### About this exercise
Give back a single number: the count of lines in the data that contain the string "InvalidLayerBounds".

** The records follows **

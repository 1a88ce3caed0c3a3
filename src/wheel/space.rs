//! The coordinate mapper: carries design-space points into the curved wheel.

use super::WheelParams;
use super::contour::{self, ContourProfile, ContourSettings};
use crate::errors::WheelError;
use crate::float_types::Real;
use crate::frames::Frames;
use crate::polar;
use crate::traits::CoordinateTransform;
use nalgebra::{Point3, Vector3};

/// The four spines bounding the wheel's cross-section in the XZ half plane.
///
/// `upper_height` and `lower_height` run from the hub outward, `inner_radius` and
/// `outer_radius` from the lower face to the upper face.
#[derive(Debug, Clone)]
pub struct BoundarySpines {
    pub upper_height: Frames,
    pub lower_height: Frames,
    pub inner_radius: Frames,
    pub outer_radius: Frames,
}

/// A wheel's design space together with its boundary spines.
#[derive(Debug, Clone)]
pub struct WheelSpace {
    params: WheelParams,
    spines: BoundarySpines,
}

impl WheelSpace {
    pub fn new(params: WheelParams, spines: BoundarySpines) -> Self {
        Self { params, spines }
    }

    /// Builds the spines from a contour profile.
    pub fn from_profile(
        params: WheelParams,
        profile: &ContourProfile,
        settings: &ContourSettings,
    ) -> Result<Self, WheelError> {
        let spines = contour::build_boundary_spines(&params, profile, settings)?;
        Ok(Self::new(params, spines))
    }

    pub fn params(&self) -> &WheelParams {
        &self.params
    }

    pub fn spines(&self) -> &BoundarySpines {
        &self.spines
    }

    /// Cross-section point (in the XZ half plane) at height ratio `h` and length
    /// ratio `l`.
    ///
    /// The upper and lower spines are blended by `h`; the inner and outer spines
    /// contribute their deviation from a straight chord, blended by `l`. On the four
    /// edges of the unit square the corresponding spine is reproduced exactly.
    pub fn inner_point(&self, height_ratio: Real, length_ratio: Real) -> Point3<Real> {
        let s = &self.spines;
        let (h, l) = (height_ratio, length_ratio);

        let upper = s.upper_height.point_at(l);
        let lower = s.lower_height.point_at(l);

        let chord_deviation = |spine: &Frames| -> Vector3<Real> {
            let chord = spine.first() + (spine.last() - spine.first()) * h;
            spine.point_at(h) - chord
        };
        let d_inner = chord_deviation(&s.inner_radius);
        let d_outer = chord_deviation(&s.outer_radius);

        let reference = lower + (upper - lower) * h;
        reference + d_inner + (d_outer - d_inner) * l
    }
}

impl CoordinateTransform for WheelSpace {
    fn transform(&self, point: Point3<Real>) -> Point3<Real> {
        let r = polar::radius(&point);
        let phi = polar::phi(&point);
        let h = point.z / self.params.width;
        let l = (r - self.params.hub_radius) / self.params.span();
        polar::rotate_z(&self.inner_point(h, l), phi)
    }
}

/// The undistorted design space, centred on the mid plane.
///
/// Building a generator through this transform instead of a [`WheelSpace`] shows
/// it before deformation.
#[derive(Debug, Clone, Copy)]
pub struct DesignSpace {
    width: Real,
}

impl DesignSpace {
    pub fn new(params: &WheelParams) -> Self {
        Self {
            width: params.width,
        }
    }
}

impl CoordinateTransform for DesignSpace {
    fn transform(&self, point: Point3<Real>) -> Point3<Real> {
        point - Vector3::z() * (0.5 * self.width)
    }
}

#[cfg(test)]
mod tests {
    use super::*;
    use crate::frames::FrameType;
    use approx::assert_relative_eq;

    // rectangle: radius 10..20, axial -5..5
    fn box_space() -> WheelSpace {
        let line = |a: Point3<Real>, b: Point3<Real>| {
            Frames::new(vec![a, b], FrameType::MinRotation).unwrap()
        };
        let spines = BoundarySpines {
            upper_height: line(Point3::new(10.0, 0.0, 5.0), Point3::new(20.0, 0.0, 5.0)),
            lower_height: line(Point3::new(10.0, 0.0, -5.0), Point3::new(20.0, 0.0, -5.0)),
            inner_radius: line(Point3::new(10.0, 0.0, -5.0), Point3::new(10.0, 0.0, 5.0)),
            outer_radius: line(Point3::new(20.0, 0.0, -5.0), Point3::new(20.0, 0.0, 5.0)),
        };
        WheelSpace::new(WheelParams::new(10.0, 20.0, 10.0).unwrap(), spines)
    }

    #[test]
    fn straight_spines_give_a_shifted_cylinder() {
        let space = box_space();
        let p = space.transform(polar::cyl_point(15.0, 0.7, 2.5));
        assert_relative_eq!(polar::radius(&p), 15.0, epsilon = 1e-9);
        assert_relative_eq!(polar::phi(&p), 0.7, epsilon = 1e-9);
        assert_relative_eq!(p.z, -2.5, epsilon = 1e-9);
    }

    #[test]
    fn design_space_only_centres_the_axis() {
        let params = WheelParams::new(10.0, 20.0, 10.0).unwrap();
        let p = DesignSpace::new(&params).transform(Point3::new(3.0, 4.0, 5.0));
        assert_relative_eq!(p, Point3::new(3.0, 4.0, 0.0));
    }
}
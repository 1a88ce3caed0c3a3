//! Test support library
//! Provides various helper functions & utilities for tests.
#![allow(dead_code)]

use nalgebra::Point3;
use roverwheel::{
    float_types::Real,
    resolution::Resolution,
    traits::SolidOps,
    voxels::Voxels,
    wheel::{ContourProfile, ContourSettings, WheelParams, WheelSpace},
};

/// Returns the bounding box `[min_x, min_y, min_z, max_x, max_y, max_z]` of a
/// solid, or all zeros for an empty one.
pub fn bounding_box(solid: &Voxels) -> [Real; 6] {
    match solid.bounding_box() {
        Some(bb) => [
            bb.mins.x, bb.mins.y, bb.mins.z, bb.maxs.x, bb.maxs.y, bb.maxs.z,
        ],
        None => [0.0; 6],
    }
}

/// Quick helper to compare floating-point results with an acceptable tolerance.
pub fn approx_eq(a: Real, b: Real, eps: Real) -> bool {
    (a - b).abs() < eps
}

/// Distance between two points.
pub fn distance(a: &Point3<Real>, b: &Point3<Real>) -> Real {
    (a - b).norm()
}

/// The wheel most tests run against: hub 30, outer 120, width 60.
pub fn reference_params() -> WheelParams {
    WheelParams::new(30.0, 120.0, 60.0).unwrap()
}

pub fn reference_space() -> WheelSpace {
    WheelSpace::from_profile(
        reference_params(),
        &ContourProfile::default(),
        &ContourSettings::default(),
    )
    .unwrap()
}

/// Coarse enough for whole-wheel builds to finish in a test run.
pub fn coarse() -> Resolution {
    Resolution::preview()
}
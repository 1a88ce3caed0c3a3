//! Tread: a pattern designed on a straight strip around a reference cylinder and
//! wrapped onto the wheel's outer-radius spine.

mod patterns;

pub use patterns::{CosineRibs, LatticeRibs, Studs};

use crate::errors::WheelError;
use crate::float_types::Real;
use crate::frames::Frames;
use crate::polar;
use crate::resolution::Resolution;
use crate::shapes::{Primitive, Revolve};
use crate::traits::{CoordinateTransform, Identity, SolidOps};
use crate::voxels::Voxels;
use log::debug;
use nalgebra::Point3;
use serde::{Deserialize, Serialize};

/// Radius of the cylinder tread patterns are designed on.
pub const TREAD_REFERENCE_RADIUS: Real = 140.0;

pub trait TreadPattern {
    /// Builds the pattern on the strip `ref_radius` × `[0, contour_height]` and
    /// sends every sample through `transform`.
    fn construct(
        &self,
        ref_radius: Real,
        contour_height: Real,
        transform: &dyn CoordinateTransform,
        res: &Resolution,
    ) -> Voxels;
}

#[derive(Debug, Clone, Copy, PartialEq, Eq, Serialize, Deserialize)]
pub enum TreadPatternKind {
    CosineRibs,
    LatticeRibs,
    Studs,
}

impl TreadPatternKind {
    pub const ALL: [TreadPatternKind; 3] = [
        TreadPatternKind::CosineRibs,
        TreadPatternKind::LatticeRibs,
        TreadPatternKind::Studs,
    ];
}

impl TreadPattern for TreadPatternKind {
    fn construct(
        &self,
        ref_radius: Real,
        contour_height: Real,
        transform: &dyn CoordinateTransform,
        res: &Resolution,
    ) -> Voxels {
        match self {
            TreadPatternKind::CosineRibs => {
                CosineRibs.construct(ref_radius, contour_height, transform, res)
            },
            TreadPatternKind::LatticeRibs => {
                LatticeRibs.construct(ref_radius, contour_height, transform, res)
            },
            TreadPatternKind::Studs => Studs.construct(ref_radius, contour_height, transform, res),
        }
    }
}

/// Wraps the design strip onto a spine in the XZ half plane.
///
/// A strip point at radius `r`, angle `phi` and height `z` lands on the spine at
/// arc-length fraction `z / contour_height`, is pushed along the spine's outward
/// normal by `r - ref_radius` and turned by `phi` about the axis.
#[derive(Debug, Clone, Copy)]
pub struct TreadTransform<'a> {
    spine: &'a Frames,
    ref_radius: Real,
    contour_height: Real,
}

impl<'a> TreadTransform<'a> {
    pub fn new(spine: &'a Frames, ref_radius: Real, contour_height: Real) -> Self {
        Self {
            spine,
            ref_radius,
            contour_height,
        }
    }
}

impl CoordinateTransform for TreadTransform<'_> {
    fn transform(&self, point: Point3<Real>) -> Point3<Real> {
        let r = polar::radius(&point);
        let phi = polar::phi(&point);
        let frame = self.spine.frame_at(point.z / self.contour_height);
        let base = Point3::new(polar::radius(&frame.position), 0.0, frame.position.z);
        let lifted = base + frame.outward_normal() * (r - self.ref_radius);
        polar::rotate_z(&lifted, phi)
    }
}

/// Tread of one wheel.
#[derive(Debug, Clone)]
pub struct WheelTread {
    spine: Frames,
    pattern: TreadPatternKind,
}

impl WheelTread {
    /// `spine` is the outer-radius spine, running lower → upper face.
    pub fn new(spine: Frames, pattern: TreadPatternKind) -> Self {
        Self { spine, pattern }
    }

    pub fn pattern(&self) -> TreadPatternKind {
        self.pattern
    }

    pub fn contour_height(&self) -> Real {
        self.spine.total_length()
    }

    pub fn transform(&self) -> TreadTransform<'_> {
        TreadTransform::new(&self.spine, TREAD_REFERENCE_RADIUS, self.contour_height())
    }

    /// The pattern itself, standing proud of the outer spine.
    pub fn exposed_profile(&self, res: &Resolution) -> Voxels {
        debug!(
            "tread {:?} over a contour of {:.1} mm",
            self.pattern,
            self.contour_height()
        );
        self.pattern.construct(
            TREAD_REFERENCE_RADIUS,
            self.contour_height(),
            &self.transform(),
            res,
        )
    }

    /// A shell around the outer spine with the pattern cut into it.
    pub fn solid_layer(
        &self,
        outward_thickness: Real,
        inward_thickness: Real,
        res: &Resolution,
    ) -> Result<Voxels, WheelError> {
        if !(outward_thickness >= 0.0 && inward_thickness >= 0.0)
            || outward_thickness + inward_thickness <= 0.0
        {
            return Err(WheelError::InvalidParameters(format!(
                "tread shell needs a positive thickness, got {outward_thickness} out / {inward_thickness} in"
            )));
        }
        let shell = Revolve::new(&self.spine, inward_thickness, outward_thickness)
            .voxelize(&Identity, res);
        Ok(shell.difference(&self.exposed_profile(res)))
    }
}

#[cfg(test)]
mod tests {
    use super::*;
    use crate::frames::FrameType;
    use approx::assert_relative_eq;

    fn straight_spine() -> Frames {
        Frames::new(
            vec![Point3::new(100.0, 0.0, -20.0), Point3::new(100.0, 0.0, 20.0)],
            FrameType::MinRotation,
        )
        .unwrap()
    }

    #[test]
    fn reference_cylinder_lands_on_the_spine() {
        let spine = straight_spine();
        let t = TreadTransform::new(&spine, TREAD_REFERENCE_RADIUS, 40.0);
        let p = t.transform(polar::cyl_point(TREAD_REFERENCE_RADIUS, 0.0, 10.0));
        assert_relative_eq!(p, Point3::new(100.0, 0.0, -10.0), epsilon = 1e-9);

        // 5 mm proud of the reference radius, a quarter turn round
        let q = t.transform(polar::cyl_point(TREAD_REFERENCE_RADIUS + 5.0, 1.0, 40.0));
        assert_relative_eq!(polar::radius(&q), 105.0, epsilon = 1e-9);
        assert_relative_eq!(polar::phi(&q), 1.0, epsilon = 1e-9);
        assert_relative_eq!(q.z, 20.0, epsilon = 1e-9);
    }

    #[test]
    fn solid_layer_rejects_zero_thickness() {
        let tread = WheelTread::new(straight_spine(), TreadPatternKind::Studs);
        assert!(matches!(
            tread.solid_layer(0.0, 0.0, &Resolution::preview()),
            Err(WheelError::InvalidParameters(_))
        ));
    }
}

** End of The records **
** The records follows **

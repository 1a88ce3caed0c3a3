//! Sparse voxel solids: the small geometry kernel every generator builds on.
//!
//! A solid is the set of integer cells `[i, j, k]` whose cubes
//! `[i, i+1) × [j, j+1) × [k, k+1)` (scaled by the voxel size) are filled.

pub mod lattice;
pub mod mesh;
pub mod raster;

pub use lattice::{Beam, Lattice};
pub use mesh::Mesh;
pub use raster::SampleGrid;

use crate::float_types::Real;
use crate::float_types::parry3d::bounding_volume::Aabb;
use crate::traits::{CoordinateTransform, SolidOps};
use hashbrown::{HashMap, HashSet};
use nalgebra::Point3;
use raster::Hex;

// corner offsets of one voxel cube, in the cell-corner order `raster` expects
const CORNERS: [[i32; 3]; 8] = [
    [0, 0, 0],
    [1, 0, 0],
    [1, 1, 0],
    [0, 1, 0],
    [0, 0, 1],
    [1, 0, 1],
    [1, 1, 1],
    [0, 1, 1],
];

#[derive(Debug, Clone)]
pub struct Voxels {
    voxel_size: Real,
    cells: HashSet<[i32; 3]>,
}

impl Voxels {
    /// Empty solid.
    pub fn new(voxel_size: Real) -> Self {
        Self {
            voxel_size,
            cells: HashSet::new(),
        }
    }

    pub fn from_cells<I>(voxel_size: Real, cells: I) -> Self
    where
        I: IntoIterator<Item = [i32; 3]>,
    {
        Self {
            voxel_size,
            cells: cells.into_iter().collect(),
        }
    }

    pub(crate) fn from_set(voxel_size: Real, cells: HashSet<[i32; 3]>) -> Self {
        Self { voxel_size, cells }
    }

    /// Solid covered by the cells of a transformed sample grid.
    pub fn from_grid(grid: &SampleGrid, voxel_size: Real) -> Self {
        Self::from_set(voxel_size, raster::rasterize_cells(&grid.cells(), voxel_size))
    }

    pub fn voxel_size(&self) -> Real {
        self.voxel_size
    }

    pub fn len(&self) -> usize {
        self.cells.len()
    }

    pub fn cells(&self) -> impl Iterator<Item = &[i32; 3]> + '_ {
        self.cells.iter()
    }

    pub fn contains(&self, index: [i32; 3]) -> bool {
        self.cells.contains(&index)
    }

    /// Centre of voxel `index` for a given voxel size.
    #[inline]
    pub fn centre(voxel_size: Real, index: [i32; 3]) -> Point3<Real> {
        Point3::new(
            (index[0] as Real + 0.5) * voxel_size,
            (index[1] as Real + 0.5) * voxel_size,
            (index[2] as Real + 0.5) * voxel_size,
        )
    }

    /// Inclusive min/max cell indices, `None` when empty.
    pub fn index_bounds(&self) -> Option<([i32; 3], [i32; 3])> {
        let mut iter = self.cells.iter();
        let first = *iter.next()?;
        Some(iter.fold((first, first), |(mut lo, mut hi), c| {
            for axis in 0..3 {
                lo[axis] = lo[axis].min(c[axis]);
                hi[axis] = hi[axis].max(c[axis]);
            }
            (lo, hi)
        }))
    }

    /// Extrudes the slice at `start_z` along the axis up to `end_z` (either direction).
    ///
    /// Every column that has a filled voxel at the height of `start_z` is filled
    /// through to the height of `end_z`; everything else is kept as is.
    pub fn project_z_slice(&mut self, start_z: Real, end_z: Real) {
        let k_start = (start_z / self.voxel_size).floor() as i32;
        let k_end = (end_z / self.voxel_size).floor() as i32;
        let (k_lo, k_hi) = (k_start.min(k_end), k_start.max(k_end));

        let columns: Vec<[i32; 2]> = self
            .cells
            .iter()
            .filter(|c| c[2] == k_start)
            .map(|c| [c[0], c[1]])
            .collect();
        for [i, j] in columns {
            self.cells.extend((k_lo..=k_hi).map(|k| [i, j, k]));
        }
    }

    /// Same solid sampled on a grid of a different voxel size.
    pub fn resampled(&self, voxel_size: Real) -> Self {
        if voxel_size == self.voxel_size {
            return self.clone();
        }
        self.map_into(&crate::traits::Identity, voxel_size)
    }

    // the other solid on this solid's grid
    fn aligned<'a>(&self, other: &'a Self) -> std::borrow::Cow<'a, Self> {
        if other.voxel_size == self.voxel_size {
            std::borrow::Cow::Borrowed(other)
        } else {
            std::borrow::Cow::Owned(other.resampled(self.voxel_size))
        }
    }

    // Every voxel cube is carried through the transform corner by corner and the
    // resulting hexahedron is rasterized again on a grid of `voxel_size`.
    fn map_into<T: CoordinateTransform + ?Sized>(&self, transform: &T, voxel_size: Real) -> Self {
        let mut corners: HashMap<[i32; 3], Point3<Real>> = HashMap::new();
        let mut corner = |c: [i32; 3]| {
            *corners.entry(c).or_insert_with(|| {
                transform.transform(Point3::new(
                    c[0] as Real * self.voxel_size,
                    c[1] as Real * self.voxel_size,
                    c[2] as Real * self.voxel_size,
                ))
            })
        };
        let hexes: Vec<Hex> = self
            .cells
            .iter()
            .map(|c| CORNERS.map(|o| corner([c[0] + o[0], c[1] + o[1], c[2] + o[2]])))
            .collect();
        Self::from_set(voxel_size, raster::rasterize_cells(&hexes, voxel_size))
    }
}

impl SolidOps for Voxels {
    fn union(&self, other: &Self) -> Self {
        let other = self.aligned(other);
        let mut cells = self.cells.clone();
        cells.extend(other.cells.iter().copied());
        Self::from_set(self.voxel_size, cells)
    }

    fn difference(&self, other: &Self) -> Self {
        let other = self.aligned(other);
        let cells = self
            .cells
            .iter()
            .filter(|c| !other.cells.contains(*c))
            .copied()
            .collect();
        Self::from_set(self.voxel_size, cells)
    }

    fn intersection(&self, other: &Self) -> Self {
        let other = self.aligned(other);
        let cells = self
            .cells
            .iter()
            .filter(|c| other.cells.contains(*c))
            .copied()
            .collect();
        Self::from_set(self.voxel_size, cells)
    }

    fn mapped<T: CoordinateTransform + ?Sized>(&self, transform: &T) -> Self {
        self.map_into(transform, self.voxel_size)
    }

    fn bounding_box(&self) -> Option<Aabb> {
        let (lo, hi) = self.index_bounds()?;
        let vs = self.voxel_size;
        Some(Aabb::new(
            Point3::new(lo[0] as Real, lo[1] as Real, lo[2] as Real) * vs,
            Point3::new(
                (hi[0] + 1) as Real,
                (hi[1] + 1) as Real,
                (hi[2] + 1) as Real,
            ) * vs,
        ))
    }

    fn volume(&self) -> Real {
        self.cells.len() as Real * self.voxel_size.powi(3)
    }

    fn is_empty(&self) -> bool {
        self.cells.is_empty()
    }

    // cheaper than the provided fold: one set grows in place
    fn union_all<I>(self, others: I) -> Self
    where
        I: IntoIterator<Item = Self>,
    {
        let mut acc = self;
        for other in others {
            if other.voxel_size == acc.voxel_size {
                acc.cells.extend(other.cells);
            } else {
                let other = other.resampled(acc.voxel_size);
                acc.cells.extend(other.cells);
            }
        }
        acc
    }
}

** End of The records **
** The records follows **

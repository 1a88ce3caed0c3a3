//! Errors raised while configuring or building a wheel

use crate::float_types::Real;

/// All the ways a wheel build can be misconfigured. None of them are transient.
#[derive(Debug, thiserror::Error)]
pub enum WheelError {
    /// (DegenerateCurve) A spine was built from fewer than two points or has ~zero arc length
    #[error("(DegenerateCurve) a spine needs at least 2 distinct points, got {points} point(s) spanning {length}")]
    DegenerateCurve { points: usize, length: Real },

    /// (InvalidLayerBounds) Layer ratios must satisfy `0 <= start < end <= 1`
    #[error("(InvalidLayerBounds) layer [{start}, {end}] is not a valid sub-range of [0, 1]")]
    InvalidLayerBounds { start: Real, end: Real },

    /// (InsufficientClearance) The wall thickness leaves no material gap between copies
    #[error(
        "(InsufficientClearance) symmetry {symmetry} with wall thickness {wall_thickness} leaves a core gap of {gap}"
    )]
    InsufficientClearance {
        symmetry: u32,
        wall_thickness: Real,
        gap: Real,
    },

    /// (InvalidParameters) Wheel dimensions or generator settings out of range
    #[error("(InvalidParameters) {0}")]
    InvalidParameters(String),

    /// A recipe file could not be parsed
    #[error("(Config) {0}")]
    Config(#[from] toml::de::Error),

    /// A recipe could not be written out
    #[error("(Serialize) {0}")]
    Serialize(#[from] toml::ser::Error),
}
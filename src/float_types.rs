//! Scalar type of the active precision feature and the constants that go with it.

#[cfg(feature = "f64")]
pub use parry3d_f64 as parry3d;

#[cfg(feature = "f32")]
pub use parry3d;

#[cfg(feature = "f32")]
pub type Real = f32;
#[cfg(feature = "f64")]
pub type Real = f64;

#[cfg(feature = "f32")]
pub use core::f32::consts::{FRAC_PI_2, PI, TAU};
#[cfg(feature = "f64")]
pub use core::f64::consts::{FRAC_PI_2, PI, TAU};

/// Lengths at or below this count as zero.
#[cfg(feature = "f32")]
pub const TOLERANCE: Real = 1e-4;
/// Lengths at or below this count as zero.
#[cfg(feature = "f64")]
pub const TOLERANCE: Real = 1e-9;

** End of The records **

### Answer section
3